Medu vada is an Indian fritter made from Black lentils (urad dal). It is usually made in doughnut-shape, with a crispy exterior and soft interior.
A popular food item in the South Indian and Sri Lankan cuisines, it is generally eaten as a breakfast or a snack. "Medu" is the Kannada word for "soft"; "medu vada" thus literally means "soft fritter". The dish is often mentioned simply as "vada" on menus.
Other names for the dish include uddina vade (Kannada), urad vada, medhu vadai, ulundu vadai (Tamil), garelu (Telugu), and uzhunnu vada (Malayalam).
The medu vada is made primarily of black lentils (urad dal) batter. The black lentils are soaked in water for several hours, and then ground to a paste. The paste may be flavoured with other ingredients such as asafoetida, methi seeds (fenugreek), ginger, cumin seeds, black pepper, curry leaves, chillies and coconut pieces. It is then patted into doughnut-shapes and fried in oil until golden brown.
One variation involves baking instead of frying. Other variations of the dish involve use of pulses other than black lentils.

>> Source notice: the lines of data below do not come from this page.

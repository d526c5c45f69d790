use aerobook_core::repository::{
    BookingStore, CabinOccupancy, PaymentOutcome, RemovalOutcome, StoreError, StoreResult,
    TicketWithBooking,
};
use aerobook_core::{
    Aircraft, Airport, Booking, BookingStatus, Flight, FlightStatus, NewAircraft, Payment,
    PaymentTransition, Ticket,
};
use async_trait::async_trait;
use chrono::{DateTime, Utc};
use std::collections::{BTreeMap, BTreeSet, HashMap};
use tokio::sync::Mutex;
use uuid::Uuid;

struct StoredTicket {
    ticket: Ticket,
    released: bool,
}

#[derive(Default)]
struct Tables {
    airports: BTreeMap<String, Airport>,
    aircraft: BTreeMap<i64, Aircraft>,
    next_aircraft_id: i64,
    flights: BTreeMap<String, Flight>,
    bookings: HashMap<Uuid, Booking>,
    tickets: HashMap<Uuid, StoredTicket>,
    payments: HashMap<Uuid, Payment>,
}

impl Tables {
    fn live_tickets<'a>(&'a self, flight_number: &'a str) -> impl Iterator<Item = &'a Ticket> + 'a {
        self.tickets
            .values()
            .filter(move |t| !t.released && t.ticket.flight_number == flight_number)
            .map(|t| &t.ticket)
    }

    fn booking_of(&self, ticket: &Ticket) -> StoreResult<&Booking> {
        self.bookings.get(&ticket.booking_id).ok_or_else(|| {
            StoreError::Integrity(format!("ticket {} has no booking", ticket.id))
        })
    }

    fn release_tickets(&mut self, booking_id: Uuid) {
        for stored in self.tickets.values_mut() {
            if stored.ticket.booking_id == booking_id {
                stored.released = true;
            }
        }
    }
}

/// Single-process store. One mutex guards every table, so each operation is
/// serialisable. Backs the test suites and API runs without Postgres.
#[derive(Default)]
pub struct InMemoryBookingStore {
    tables: Mutex<Tables>,
}

impl InMemoryBookingStore {
    pub fn new() -> Self {
        Self::default()
    }
}

#[async_trait]
impl BookingStore for InMemoryBookingStore {
    async fn create_airport(&self, airport: &Airport) -> StoreResult<()> {
        let mut db = self.tables.lock().await;
        if db.airports.contains_key(&airport.code) {
            return Err(StoreError::Conflict(format!("airport {} already exists", airport.code)));
        }
        db.airports.insert(airport.code.clone(), airport.clone());
        Ok(())
    }

    async fn get_airport(&self, code: &str) -> StoreResult<Option<Airport>> {
        Ok(self.tables.lock().await.airports.get(code).cloned())
    }

    async fn delete_airport(&self, code: &str) -> StoreResult<()> {
        let mut db = self.tables.lock().await;
        if !db.airports.contains_key(code) {
            return Err(StoreError::NotFound(format!("airport {}", code)));
        }
        if db
            .flights
            .values()
            .any(|f| f.departure_airport == code || f.arrival_airport == code)
        {
            return Err(StoreError::Conflict(format!("airport {} is used by flights", code)));
        }
        db.airports.remove(code);
        Ok(())
    }

    async fn create_aircraft(&self, aircraft: &NewAircraft) -> StoreResult<Aircraft> {
        let mut db = self.tables.lock().await;
        db.next_aircraft_id += 1;
        let created = Aircraft::from_new(db.next_aircraft_id, aircraft);
        db.aircraft.insert(created.id, created.clone());
        Ok(created)
    }

    async fn get_aircraft(&self, id: i64) -> StoreResult<Option<Aircraft>> {
        Ok(self.tables.lock().await.aircraft.get(&id).cloned())
    }

    async fn delete_aircraft(&self, id: i64) -> StoreResult<()> {
        let mut db = self.tables.lock().await;
        if !db.aircraft.contains_key(&id) {
            return Err(StoreError::NotFound(format!("aircraft {}", id)));
        }
        if db.flights.values().any(|f| f.aircraft_id == id) {
            return Err(StoreError::Conflict(format!("aircraft {} is used by flights", id)));
        }
        db.aircraft.remove(&id);
        Ok(())
    }

    async fn create_flight(&self, flight: &Flight) -> StoreResult<()> {
        let mut db = self.tables.lock().await;
        if db.flights.contains_key(&flight.flight_number) {
            return Err(StoreError::Conflict(format!(
                "flight {} already exists",
                flight.flight_number
            )));
        }
        if !db.aircraft.contains_key(&flight.aircraft_id) {
            return Err(StoreError::NotFound(format!("aircraft {}", flight.aircraft_id)));
        }
        for code in [&flight.departure_airport, &flight.arrival_airport] {
            if !db.airports.contains_key(code) {
                return Err(StoreError::NotFound(format!("airport {}", code)));
            }
        }
        db.flights.insert(flight.flight_number.clone(), flight.clone());
        Ok(())
    }

    async fn get_flight(&self, flight_number: &str) -> StoreResult<Option<Flight>> {
        Ok(self.tables.lock().await.flights.get(flight_number).cloned())
    }

    async fn list_flights(&self) -> StoreResult<Vec<Flight>> {
        let db = self.tables.lock().await;
        let mut flights: Vec<Flight> = db.flights.values().cloned().collect();
        flights.sort_by_key(|f| f.departure_time);
        Ok(flights)
    }

    async fn update_flight_status(&self, flight_number: &str, status: FlightStatus) -> StoreResult<()> {
        let mut db = self.tables.lock().await;
        let flight = db
            .flights
            .get_mut(flight_number)
            .ok_or_else(|| StoreError::NotFound(format!("flight {}", flight_number)))?;
        flight.status = status;
        Ok(())
    }

    async fn delete_flight(&self, flight_number: &str) -> StoreResult<()> {
        let mut db = self.tables.lock().await;
        if !db.flights.contains_key(flight_number) {
            return Err(StoreError::NotFound(format!("flight {}", flight_number)));
        }

        let bookings: Vec<&Booking> = db
            .bookings
            .values()
            .filter(|b| b.flight_number == flight_number)
            .collect();
        if bookings
            .iter()
            .any(|b| !b.is_cancelled() || db.payments.contains_key(&b.id))
        {
            return Err(StoreError::Conflict(format!(
                "flight {} has live or paid bookings",
                flight_number
            )));
        }

        let doomed: BTreeSet<Uuid> = bookings.iter().map(|b| b.id).collect();
        db.tickets.retain(|_, t| !doomed.contains(&t.ticket.booking_id));
        db.bookings.retain(|id, _| !doomed.contains(id));
        db.flights.remove(flight_number);
        Ok(())
    }

    async fn live_occupancy(&self, flight_number: &str) -> StoreResult<CabinOccupancy> {
        let db = self.tables.lock().await;
        let mut occupancy = CabinOccupancy::default();
        for ticket in db.live_tickets(flight_number) {
            occupancy.add(db.booking_of(ticket)?.cabin_class, 1);
        }
        Ok(occupancy)
    }

    async fn occupancy_by_flight(&self) -> StoreResult<HashMap<String, CabinOccupancy>> {
        let db = self.tables.lock().await;
        let mut by_flight: HashMap<String, CabinOccupancy> = HashMap::new();
        for stored in db.tickets.values().filter(|t| !t.released) {
            let cabin = db.booking_of(&stored.ticket)?.cabin_class;
            by_flight
                .entry(stored.ticket.flight_number.clone())
                .or_default()
                .add(cabin, 1);
        }
        Ok(by_flight)
    }

    async fn taken_seat_numbers(&self, flight_number: &str) -> StoreResult<BTreeSet<String>> {
        let db = self.tables.lock().await;
        Ok(db
            .live_tickets(flight_number)
            .map(|t| t.seat_number.clone())
            .collect())
    }

    async fn insert_booking(&self, booking: &Booking, tickets: &[Ticket]) -> StoreResult<()> {
        let mut db = self.tables.lock().await;
        if !db.flights.contains_key(&booking.flight_number) {
            return Err(StoreError::NotFound(format!("flight {}", booking.flight_number)));
        }

        let mut taken: BTreeSet<String> = db
            .live_tickets(&booking.flight_number)
            .map(|t| t.seat_number.clone())
            .collect();
        for ticket in tickets {
            if !taken.insert(ticket.seat_number.clone()) {
                return Err(StoreError::Conflict(format!(
                    "seat {} is already taken on flight {}",
                    ticket.seat_number, booking.flight_number
                )));
            }
        }

        db.bookings.insert(booking.id, booking.clone());
        for ticket in tickets {
            db.tickets.insert(
                ticket.id,
                StoredTicket {
                    ticket: ticket.clone(),
                    released: false,
                },
            );
        }
        Ok(())
    }

    async fn get_booking(&self, id: Uuid) -> StoreResult<Option<Booking>> {
        Ok(self.tables.lock().await.bookings.get(&id).cloned())
    }

    async fn get_booking_tickets(&self, booking_id: Uuid) -> StoreResult<Vec<Ticket>> {
        let db = self.tables.lock().await;
        let mut tickets: Vec<Ticket> = db
            .tickets
            .values()
            .filter(|t| t.ticket.booking_id == booking_id)
            .map(|t| t.ticket.clone())
            .collect();
        tickets.sort_by(|a, b| a.seat_number.cmp(&b.seat_number));
        Ok(tickets)
    }

    async fn get_ticket(&self, id: Uuid) -> StoreResult<Option<Ticket>> {
        Ok(self.tables.lock().await.tickets.get(&id).map(|t| t.ticket.clone()))
    }

    async fn get_payment(&self, booking_id: Uuid) -> StoreResult<Option<Payment>> {
        Ok(self.tables.lock().await.payments.get(&booking_id).cloned())
    }

    async fn list_bookings_for_passenger(&self, passenger_id: &str) -> StoreResult<Vec<Booking>> {
        let db = self.tables.lock().await;
        let mut bookings: Vec<Booking> = db
            .bookings
            .values()
            .filter(|b| b.passenger_id.as_deref() == Some(passenger_id))
            .cloned()
            .collect();
        bookings.sort_by(|a, b| b.created_at.cmp(&a.created_at));
        Ok(bookings)
    }

    async fn remove_ticket(&self, ticket_id: Uuid) -> StoreResult<RemovalOutcome> {
        let mut db = self.tables.lock().await;
        let ticket = db
            .tickets
            .get(&ticket_id)
            .map(|t| t.ticket.clone())
            .ok_or_else(|| StoreError::NotFound(format!("ticket {}", ticket_id)))?;

        let mut booking = db.booking_of(&ticket)?.clone();
        if booking.is_cancelled() {
            return Ok(RemovalOutcome::BookingAlreadyCancelled(booking));
        }

        db.tickets.remove(&ticket_id);
        if booking.release_one_ticket() {
            db.release_tickets(booking.id);
        }
        db.bookings.insert(booking.id, booking.clone());

        Ok(RemovalOutcome::Removed { ticket, booking })
    }

    async fn confirm_payment(&self, booking_id: Uuid, payment: &Payment) -> StoreResult<PaymentOutcome> {
        let mut db = self.tables.lock().await;
        let booking = db
            .bookings
            .get(&booking_id)
            .cloned()
            .ok_or_else(|| StoreError::NotFound(format!("booking {}", booking_id)))?;

        match booking.payment_transition() {
            PaymentTransition::Confirm => {
                if db.payments.contains_key(&booking_id) {
                    return Err(StoreError::Conflict(format!(
                        "booking {} already has a payment",
                        booking_id
                    )));
                }
                let mut confirmed = booking;
                confirmed.status = BookingStatus::Confirmed;
                db.payments.insert(booking_id, payment.clone());
                db.bookings.insert(booking_id, confirmed.clone());
                Ok(PaymentOutcome::Confirmed {
                    booking: confirmed,
                    payment: payment.clone(),
                })
            }
            PaymentTransition::AlreadyConfirmed => Ok(PaymentOutcome::AlreadyConfirmed(booking)),
            PaymentTransition::Reject => Ok(PaymentOutcome::Rejected(booking)),
        }
    }

    async fn cancel_stale_pending(&self, cutoff: DateTime<Utc>) -> StoreResult<Vec<Uuid>> {
        let mut db = self.tables.lock().await;
        let mut cancelled = Vec::new();
        for booking in db.bookings.values_mut() {
            if booking.status == BookingStatus::Pending && booking.created_at < cutoff {
                booking.status = BookingStatus::Cancelled;
                cancelled.push(booking.id);
            }
        }
        for id in &cancelled {
            db.release_tickets(*id);
        }
        Ok(cancelled)
    }

    async fn flight_manifest(&self, flight_number: &str) -> StoreResult<Vec<TicketWithBooking>> {
        let db = self.tables.lock().await;
        let mut rows = Vec::new();
        for ticket in db.live_tickets(flight_number) {
            rows.push(TicketWithBooking {
                ticket: ticket.clone(),
                booking: db.booking_of(ticket)?.clone(),
            });
        }
        rows.sort_by(|a, b| a.ticket.seat_number.cmp(&b.ticket.seat_number));
        Ok(rows)
    }
}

For example, am-bada (or aama vadai) is made with chana dal (split chickpea lentil); occasionally, tuar (pigeon pea) and masoor (lentil) are also used.
The dish is usually served with sambar (lentil and vegetable stew) and coconut chutney. Along with idli, it is often eaten as a breakfast. It is also eaten as a lunch starter or a snack.
The medu vada is sometimes also served with yogurt, as a chaat snack (dahi vada).